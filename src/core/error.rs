//! Error handling - central error type for the session client

use std::time::Duration;
use thiserror::Error;

use crate::codec::{DecodeError, EncodeError};

pub type Result<T> = std::result::Result<T, Error>;

/// Fixline error hierarchy
#[derive(Debug, Error)]
pub enum Error {
    /// Configuration errors
    #[error("Configuration error: {0}")]
    Config(String),

    /// Transport I/O errors
    #[error("I/O error: {0}")]
    Io(#[from] std::io::Error),

    /// TLS setup or handshake errors
    #[error("TLS error: {0}")]
    Tls(String),

    /// Message encoding errors
    #[error("Encode error: {0}")]
    Encode(#[from] EncodeError),

    /// Wire decoding errors, when a caller treats them as fatal
    #[error("Decode error: {0}")]
    Decode(#[from] DecodeError),

    /// The counterparty closed the connection
    #[error("Connection closed by peer")]
    Disconnected,

    /// Logon was not acknowledged within the grace period
    #[error("Logon to {target} not acknowledged within {waited:?}")]
    LogonTimeout { target: String, waited: Duration },

    /// An operation requires a started session
    #[error("Session is not running")]
    NotRunning,

    /// Session lifecycle errors
    #[error("Session error: {0}")]
    Session(String),
}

-=-=-=-=-

■ Task to complete
Copy out each line in the listing that has the word "closed".

■ Task solution
    /// The counterparty closed the connection
    #[error("Connection closed by peer")]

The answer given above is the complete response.